Earl Thomas Booker IV (born November 11, 1999) is an American professional football defensive tackle for the Las Vegas Raiders of the National Football League (NFL). He played college football for the Stanford Cardinal.

==College career==
Booker was a four-star recruit coming out of Gilman School, having grown up in Ellicott City, Maryland. He was then a three-year starter for Stanford, playing in 43 games. In his final season he had 59 tackles and 1.5 sacks, totalling 159 tackles and 10 sacks for his career, along with 20.5 tackles for loss, two fumble recoveries, one forced fumble, and one interception. He was named to All-Pac-12 teams in each of his last 3 seasons and was a finalist for the William V. Campbell Trophy.

==Professional career==
===Pre-draft===

In the run-up to the 2022 NFL draft Booker was seen as a high level developmental prospect, expected to play as a rotational defensive lineman.

Pre-draft measurables
| Height | Weight | Arm length | Hand span | Wingspan | 40-yard dash | 10-yard split | 20-yard split | 20-yard shuttle | Three-cone drill | Broad jump | Bench press |
| 6 ft 3+3⁄8 in (1.91 m) | 301 lb (137 kg) | 33+1⁄4 in (0.84 m) | 10+5⁄8 in (0.27 m) | 6 ft 7+7⁄8 in (2.03 m) | 4.94 s | 1.69 s | 2.85 s | 4.41 s | 7.33 s | 9 ft 2 in (2.79 m) | 31 reps |
All values from NFL Combine/Pro Day

===Houston Texans===
Booker was selected in the fifth round (150th overall) by the Houston Texans.

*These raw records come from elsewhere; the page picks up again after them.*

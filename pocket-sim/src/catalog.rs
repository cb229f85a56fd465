//! Static content shown on the device

/// Pixel-art icon kind
#[allow(missing_docs)]
#[derive(Copy, Clone, Debug, Eq, PartialEq)]
pub enum Icon {
    Plane,
    Phone,
    Browser,
}

impl Icon {
    /// Returns the 8×8 bitmap, one byte per row, MSB on the left
    pub fn bitmap(&self) -> [u8; 8] {
        match self {
            Icon::Plane => [
                0b0001_0000,
                0b0011_0000,
                0b0111_1110,
                0b1111_1111,
                0b0111_1110,
                0b0011_0000,
                0b0001_0000,
                0b0000_0000,
            ],
            Icon::Phone => [
                0b0111_1110,
                0b0100_0010,
                0b0100_0010,
                0b0100_0010,
                0b0100_0010,
                0b0111_1110,
                0b0101_1010,
                0b0111_1110,
            ],
            Icon::Browser => [
                0b1111_1111,
                0b1000_0001,
                0b1111_1111,
                0b1000_0001,
                0b1000_0001,
                0b1000_0001,
                0b1000_0001,
                0b1111_1111,
            ],
        }
    }

    /// Checks whether the pixel at `(x, y)` is lit
    pub fn pixel(&self, x: usize, y: usize) -> bool {
        x < 8 && y < 8 && (self.bitmap()[y] >> (7 - x)) & 1 == 1
    }
}

/// Portfolio entry
#[allow(missing_docs)]
#[derive(Copy, Clone, Debug, Eq, PartialEq)]
pub struct Project {
    pub id: &'static str,
    pub name: &'static str,
    pub subtitle: &'static str,
    pub year: &'static str,
    pub description: &'static str,
    pub tags: &'static [&'static str],
    pub status: &'static str,
    pub icon: Icon,
}

/// Every project, in display order
pub const PROJECTS: [Project; 3] = [
    Project {
        id: "tomo",
        name: "TOMO",
        subtitle: "AI Travel Companion",
        year: "2025",
        description: "Your AI guide to Japan. ChatGPT meets Google Maps \
                      meets local knowledge.",
        tags: &["EXPO", "TS", "GPT-4"],
        status: "BUILDING",
        icon: Icon::Plane,
    },
    Project {
        id: "nokturn",
        name: "NOKTURN",
        subtitle: "AI Receptionist",
        year: "2024",
        description: "Never miss a call. AI answers phones for HVAC \
                      contractors.",
        tags: &["ELEVEN", "REACT", "NODE"],
        status: "BUILDING",
        icon: Icon::Phone,
    },
    Project {
        id: "studio",
        name: "STUDIO",
        subtitle: "Web Development",
        year: "2023+",
        description: "Premium websites for contractors. Built to convert.",
        tags: &["NEXT", "REACT", "TAIL"],
        status: "ACTIVE",
        icon: Icon::Browser,
    },
];

/// Skill meter, with a level out of [`Skill::MAX`]
#[allow(missing_docs)]
#[derive(Copy, Clone, Debug, Eq, PartialEq)]
pub struct Skill {
    pub name: &'static str,
    pub level: u8,
}

impl Skill {
    /// Level of a full meter
    pub const MAX: u8 = 10;
}

/// Every skill, in display order
pub const SKILLS: [Skill; 6] = [
    Skill {
        name: "REACT/NEXT",
        level: 9,
    },
    Skill {
        name: "TYPESCRIPT",
        level: 8,
    },
    Skill {
        name: "NODE.JS",
        level: 8,
    },
    Skill {
        name: "REACT NATIVE",
        level: 7,
    },
    Skill {
        name: "AI/LLM",
        level: 8,
    },
    Skill {
        name: "UI/UX",
        level: 8,
    },
];

/// External link on the contact screen
#[allow(missing_docs)]
#[derive(Copy, Clone, Debug, Eq, PartialEq)]
pub struct Link {
    pub label: &'static str,
    pub url: &'static str,
}

/// Every contact link, in display order
pub const CONTACT: [Link; 3] = [
    Link {
        label: "EMAIL",
        url: "mailto:hello@alec.dev",
    },
    Link {
        label: "TWITTER",
        url: "https://twitter.com",
    },
    Link {
        label: "GITHUB",
        url: "https://github.com",
    },
];

pub(crate) const OWNER: &str = "ALEC";
pub(crate) const ROLE: &str = "DEVELOPER";
pub(crate) const VERSION: &str = "v11 • 2025";

pub(crate) const ABOUT: [&str; 5] = [
    "I build apps and websites that solve real problems.",
    "11 ventures. Most failed. Each one taught me what actually works.",
    "Now I focus on:",
    "→ Apps that help people",
    "→ Sites that convert",
];

/// Credits roll, as `(heading, lines)` sections
pub(crate) const CREDITS: [(&str, &[&str]); 4] = [
    ("DEVELOPED BY", &[OWNER]),
    ("POWERED BY", &["RUST • EGUI", "CPAL"]),
    ("INSPIRED BY", &["NINTENDO 1989", "PIXEL ART ERA"]),
    ("SPECIAL THANKS", &["COFFEE", "LATE NIGHTS"]),
];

On August 29, 2023, Booker was waived by the Texans.

===Philadelphia Eagles===
On August 31, 2023, Booker was signed to the practice squad of the Philadelphia Eagles. He signed a reserve/future contract on January 18, 2024. He finished the 2024 season with 18 combined tackles and 1 sack, appearing in all 17 games. He won a Super Bowl championship when the Eagles defeated the Kansas City Chiefs 40–22 in Super Bowl LIX.

===Las Vegas Raiders===
On August 5, 2025, the Raiders acquired Booker from the Eagles in exchange for cornerback Jakorian Bennett.

On March 18, 2026, Booker re-signed with the Raiders on a one-year, $3.67 million contract.

==NFL career statistics==

Legend
|  | Won the Super Bowl |
| Bold | Career high |

===Regular season===

Year: Team; Games; Tackles; Interceptions; Fumbles
GP: GS; Cmb; Solo; Ast; Sck; TFL; Int; Yds; Avg; Lng; TD; PD; FF; Fum; FR; Yds; TD
2022: HOU; 10; 1; 15; 11; 4; 0.5; 1; 0; 0; 0.0; 0; 0; 1; 0; 0; 0; 0; 0
2024: PHI; 17; 1; 18; 8; 10; 1.0; 2; 0; 0; 0.0; 0; 0; 1; 0; 0; 0; 0; 0
2025: LV; 17; 13; 44; 16; 28; 0.0; 1; 0; 0; 0.0; 0; 0; 5; 1; 0; 1; 0; 0
Career: 44; 15; 77; 35; 42; 1.5; 4; 0; 0; 0.0; 0; 0; 7; 1; 0; 1; 0; 0

===Postseason===

Year: Team; Games; Tackles; Interceptions; Fumbles
GP: GS; Cmb; Solo; Ast; Sck; TFL; Int; Yds; Avg; Lng; TD; PD; FF; Fum; FR; Yds; TD
2024: PHI; 4; 0; 0; 0; 0; 0.0; 0; 0; 0; 0.0; 0; 0; 0; 0; 0; 0; 0; 0
Career: 4; 0; 0; 0; 0; 0.0; 0; 0; 0; 0.0; 0; 0; 0; 0; 0; 0; 0; 0

==Personal life==
Booker and former teammate Cooper DeJean worked with local Philadelphia youth non-profit Leveling the Playing Field, an organization dedicated to redistributing sports equipment to under-resourced sports programs around the city. He is active in politics, having campaigned for Kamala Harris in the 2024 United States presidential election, as well having spoken at the White House about gun violence.